REQUIREMENT >>
Going down the data below, set down exactly the line with "and dry runs." and each line after it through the line with "over overlapping dates."; no other lines.

(Recorded data)
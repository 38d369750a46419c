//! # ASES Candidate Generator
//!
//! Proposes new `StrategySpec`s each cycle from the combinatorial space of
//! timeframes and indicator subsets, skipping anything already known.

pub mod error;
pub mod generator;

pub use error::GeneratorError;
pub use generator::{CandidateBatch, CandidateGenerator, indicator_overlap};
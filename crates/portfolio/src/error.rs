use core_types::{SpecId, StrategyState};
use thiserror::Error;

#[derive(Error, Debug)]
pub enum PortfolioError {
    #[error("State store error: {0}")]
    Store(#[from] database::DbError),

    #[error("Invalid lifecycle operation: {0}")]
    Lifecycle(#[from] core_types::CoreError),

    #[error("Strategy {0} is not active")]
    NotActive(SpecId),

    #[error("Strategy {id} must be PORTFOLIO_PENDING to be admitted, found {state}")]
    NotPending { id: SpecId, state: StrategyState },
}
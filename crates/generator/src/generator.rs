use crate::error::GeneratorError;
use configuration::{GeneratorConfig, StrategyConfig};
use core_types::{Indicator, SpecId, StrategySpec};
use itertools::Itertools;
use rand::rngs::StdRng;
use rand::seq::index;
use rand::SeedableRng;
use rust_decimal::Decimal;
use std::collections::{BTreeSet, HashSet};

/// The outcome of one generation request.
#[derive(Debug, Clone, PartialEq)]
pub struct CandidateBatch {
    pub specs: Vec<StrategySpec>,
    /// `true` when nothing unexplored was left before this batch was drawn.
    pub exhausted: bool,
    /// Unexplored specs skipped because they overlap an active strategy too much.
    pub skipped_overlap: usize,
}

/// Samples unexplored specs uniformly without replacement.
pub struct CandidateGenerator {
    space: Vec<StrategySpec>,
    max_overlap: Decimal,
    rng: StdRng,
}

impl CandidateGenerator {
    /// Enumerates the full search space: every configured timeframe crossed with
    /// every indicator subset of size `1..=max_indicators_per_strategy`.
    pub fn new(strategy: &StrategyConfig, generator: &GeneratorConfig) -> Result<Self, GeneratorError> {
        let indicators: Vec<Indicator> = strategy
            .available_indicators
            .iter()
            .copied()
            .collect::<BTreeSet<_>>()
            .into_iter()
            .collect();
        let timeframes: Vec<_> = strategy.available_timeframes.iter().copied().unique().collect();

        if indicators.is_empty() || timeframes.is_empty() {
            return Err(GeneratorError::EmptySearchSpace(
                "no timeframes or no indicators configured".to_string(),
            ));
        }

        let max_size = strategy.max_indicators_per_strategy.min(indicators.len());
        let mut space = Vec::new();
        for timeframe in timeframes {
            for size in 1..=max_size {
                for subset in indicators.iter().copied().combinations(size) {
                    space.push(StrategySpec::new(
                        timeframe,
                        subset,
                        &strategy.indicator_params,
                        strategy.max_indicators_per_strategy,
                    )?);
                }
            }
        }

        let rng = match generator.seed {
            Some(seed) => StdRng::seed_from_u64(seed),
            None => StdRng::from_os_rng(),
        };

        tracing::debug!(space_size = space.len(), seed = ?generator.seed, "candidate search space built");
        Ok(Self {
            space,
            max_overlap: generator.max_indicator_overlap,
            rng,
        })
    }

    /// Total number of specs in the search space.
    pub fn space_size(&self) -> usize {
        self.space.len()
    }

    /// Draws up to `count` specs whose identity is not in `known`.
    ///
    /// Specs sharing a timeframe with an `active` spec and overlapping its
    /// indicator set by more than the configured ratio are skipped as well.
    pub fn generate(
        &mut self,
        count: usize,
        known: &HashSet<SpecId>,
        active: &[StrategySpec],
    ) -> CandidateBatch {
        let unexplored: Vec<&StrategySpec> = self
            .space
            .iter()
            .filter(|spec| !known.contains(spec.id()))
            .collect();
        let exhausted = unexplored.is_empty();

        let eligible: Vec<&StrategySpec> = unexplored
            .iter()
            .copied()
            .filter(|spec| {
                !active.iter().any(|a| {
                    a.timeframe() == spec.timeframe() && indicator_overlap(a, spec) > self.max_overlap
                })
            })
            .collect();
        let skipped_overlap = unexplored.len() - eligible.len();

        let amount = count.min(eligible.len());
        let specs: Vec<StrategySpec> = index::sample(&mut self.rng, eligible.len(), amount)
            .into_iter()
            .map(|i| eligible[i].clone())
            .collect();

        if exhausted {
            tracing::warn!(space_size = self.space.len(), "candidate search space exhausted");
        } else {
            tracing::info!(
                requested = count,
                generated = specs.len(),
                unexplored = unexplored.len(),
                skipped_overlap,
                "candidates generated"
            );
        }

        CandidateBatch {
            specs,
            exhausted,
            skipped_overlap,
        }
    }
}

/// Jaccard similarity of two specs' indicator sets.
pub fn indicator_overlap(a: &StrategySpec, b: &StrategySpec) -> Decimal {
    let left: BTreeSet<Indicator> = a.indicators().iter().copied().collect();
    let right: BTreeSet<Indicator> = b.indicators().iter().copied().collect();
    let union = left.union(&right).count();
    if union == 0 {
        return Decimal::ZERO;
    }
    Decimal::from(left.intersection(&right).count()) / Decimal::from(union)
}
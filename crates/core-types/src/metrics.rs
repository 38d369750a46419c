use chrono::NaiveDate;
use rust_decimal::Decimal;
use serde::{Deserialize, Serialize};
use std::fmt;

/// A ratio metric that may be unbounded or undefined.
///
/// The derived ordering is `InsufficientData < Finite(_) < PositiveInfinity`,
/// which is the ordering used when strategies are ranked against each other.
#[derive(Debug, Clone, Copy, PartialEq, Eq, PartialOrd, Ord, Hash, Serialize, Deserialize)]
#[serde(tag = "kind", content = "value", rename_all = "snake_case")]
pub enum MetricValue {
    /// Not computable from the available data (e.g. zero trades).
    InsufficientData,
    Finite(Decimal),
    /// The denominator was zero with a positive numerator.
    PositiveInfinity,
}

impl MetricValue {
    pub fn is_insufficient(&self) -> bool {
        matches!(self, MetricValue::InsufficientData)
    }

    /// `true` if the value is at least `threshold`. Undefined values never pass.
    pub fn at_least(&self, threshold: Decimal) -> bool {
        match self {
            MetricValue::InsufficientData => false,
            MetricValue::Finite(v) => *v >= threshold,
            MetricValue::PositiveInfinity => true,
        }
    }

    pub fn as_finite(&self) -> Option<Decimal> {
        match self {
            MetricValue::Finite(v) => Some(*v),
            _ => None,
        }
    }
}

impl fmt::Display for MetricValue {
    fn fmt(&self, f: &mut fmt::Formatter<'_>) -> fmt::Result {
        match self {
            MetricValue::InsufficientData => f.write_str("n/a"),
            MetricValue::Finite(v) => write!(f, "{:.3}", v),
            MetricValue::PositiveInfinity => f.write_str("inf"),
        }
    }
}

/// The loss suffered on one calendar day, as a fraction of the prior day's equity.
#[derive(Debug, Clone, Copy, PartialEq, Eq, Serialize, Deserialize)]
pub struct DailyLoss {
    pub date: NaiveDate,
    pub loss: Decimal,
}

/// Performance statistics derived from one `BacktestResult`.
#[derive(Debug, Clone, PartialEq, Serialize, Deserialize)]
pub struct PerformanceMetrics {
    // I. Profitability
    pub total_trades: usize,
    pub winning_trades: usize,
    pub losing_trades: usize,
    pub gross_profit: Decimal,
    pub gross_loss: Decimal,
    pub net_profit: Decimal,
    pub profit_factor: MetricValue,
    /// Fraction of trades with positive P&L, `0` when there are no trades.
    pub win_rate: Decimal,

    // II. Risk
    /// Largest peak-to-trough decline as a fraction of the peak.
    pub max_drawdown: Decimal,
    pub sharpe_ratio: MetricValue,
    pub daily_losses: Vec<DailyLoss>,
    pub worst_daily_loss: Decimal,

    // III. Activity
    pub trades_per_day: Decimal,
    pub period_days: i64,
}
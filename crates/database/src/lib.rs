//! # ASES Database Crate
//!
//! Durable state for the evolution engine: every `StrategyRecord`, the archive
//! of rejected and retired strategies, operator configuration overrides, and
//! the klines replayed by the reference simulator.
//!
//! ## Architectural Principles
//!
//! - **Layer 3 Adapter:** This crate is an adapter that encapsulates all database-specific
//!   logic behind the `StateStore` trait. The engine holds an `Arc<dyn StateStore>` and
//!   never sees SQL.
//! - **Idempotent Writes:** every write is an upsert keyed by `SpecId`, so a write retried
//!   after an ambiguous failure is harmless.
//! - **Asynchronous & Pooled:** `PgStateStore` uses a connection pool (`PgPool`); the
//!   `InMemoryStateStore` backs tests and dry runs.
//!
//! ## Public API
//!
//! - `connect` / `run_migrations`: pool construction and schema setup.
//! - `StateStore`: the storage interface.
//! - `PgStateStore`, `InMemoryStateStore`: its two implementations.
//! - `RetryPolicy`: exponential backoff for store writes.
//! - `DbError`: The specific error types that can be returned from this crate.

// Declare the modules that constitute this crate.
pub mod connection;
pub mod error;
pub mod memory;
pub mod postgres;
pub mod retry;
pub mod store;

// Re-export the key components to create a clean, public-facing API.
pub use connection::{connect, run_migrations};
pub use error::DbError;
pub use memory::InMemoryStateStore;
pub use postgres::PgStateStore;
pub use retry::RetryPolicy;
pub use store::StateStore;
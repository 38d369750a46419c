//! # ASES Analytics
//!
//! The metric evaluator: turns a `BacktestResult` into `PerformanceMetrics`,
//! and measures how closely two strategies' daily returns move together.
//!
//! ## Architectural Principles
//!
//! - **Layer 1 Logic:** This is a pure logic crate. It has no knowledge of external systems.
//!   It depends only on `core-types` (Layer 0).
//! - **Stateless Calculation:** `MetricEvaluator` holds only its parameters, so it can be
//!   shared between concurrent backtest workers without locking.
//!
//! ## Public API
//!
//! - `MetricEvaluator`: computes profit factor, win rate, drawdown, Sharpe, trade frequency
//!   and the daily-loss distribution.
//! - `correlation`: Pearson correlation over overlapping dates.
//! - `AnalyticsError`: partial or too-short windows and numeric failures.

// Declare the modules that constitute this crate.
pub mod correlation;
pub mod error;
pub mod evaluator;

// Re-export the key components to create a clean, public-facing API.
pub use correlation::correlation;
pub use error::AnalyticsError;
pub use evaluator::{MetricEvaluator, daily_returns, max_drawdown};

YOUR RESPONSE >>
//!   `InMemoryStateStore` backs tests and dry runs.
//!
//! ## Public API
//!
//! - `connect` / `run_migrations`: pool construction and schema setup.
//! - `StateStore`: the storage interface.
//! - `PgStateStore`, `InMemoryStateStore`: its two implementations.
//! - `RetryPolicy`: exponential backoff for store writes.
//! - `DbError`: The specific error types that can be returned from this crate.

// Declare the modules that constitute this crate.
pub mod connection;
pub mod error;
pub mod memory;
pub mod postgres;
pub mod retry;
pub mod store;

// Re-export the key components to create a clean, public-facing API.
pub use connection::{connect, run_migrations};
pub use error::DbError;
pub use memory::InMemoryStateStore;
pub use postgres::PgStateStore;
pub use retry::RetryPolicy;
pub use store::StateStore;
repository 38d369750a46419c
//! # ASES Analytics
//!
//! The metric evaluator: turns a `BacktestResult` into `PerformanceMetrics`,
//! and measures how closely two strategies' daily returns move together.
//!
//! ## Architectural Principles
//!
//! - **Layer 1 Logic:** This is a pure logic crate. It has no knowledge of external systems.
//!   It depends only on `core-types` (Layer 0).
//! - **Stateless Calculation:** `MetricEvaluator` holds only its parameters, so it can be
//!   shared between concurrent backtest workers without locking.
//!
//! ## Public API
//!
//! - `MetricEvaluator`: computes profit factor, win rate, drawdown, Sharpe, trade frequency
//!   and the daily-loss distribution.
//! - `correlation`: Pearson correlation over overlapping dates.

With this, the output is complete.